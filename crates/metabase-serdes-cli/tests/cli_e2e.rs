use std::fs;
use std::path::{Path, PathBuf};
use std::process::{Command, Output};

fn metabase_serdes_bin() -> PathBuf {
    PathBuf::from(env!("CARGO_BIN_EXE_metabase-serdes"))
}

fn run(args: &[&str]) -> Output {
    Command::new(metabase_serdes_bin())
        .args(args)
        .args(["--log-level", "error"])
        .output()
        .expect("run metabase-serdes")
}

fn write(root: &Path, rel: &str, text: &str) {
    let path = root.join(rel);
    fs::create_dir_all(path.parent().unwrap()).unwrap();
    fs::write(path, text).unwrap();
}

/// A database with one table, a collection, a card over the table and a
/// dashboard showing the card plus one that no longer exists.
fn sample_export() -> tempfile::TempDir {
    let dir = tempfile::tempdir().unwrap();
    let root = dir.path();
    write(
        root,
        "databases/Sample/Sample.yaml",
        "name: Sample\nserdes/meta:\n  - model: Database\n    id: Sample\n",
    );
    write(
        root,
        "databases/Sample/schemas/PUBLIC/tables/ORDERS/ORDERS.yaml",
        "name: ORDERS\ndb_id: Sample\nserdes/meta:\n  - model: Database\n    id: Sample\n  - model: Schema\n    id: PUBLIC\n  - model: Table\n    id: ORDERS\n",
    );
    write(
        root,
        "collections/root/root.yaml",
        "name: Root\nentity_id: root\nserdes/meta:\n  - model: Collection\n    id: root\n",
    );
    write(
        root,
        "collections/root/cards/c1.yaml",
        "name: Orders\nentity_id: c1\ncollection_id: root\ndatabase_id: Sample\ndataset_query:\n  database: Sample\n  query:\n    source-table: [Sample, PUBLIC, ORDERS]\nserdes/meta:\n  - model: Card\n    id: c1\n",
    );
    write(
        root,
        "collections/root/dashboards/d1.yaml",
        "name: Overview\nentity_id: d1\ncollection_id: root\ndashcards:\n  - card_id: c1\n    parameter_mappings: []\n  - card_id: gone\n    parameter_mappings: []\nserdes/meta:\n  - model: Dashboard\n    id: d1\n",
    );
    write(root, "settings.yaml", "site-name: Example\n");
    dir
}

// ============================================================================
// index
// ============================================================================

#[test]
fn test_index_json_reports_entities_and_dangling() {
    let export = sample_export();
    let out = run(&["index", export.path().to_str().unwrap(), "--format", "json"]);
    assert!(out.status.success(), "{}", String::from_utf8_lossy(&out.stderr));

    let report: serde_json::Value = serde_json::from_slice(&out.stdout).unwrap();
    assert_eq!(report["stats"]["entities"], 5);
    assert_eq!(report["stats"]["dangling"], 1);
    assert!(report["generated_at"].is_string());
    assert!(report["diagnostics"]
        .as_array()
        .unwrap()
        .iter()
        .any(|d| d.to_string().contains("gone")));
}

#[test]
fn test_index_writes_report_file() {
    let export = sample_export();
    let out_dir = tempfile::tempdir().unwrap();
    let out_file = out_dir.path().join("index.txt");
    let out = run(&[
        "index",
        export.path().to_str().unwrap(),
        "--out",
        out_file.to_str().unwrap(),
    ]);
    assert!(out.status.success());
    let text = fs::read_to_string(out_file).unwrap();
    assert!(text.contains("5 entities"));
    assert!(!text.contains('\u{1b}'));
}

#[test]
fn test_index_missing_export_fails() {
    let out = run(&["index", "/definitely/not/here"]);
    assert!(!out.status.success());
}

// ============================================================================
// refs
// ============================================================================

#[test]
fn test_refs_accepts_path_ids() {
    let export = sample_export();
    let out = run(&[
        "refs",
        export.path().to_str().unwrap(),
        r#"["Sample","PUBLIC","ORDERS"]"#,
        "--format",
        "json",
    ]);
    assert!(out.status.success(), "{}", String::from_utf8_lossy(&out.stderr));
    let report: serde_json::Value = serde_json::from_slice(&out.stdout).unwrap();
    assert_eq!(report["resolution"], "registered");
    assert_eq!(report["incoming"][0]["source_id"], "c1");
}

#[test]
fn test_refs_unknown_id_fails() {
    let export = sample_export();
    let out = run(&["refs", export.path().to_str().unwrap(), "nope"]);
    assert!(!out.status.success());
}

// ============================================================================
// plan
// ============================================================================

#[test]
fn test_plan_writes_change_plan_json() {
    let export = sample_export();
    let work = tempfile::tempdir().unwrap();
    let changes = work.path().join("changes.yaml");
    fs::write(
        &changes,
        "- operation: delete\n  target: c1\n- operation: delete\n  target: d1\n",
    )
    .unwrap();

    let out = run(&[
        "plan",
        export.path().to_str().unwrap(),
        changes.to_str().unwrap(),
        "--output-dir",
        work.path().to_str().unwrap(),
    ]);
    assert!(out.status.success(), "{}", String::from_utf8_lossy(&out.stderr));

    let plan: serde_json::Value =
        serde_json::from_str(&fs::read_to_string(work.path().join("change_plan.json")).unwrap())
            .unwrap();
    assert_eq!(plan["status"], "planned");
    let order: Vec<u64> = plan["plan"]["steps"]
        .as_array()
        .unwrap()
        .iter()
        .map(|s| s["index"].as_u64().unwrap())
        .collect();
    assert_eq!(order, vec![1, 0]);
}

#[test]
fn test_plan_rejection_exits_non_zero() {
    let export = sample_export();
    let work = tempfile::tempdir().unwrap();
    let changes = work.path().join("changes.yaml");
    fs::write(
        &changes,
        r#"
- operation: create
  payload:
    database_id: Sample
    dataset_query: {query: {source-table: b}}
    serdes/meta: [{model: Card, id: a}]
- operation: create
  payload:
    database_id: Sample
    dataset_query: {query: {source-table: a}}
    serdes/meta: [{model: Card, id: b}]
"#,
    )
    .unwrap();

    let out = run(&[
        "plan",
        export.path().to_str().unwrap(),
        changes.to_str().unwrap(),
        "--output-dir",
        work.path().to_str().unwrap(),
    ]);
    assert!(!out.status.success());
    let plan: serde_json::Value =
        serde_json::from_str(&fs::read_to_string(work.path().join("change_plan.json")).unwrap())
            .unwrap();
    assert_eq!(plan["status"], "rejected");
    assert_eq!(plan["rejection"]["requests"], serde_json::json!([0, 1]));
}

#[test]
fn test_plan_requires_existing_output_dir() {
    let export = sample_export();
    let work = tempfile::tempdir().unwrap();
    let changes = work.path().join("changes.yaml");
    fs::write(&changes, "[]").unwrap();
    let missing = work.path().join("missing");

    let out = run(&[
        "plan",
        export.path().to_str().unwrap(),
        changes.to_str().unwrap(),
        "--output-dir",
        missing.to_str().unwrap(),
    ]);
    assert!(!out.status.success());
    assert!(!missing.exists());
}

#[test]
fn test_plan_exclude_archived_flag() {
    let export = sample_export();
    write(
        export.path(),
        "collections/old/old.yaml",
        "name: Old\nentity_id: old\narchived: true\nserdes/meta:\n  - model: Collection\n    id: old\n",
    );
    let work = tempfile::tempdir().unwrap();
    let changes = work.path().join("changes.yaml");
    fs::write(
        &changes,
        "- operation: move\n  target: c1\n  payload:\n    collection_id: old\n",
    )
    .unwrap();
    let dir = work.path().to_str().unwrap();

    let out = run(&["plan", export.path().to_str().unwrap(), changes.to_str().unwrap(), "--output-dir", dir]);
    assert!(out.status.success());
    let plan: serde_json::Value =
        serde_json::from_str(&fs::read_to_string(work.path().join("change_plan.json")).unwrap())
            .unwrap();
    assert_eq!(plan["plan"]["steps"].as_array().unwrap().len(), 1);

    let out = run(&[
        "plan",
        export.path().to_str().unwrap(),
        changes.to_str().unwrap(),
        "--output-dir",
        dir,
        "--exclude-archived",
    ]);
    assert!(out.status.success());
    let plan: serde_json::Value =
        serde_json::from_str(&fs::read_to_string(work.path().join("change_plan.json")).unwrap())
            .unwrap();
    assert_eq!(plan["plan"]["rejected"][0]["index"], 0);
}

--------------------------------------------------

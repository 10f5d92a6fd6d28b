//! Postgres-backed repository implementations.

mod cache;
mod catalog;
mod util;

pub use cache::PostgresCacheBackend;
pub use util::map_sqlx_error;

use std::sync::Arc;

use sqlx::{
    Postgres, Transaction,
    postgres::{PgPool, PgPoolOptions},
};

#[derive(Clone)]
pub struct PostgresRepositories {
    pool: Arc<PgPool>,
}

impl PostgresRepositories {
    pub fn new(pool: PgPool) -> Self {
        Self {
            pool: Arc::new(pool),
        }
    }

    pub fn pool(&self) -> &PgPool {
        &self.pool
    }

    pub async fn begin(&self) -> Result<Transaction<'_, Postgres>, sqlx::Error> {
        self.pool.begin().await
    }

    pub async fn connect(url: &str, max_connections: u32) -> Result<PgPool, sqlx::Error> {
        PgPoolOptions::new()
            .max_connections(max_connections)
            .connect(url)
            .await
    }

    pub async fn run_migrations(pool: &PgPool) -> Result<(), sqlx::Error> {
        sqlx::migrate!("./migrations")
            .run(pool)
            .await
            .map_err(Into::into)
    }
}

--------------------------------------------------

• Exercise description: Restate word for word the lines in the material above from the one with "filename crates/metabase-serdes-cli/tests/cli_e2e.rs" to the one with "let path = root.join(rel);"; both of those lines count, and nothing else does.

• Your response:
filename crates/metabase-serdes-cli/tests/cli_e2e.rs
use std::fs;
use std::path::{Path, PathBuf};
use std::process::{Command, Output};

fn metabase_serdes_bin() -> PathBuf {
    PathBuf::from(env!("CARGO_BIN_EXE_metabase-serdes"))
}

fn run(args: &[&str]) -> Output {
    Command::new(metabase_serdes_bin())
        .args(args)
        .args(["--log-level", "error"])
        .output()
        .expect("run metabase-serdes")
}

fn write(root: &Path, rel: &str, text: &str) {
    let path = root.join(rel);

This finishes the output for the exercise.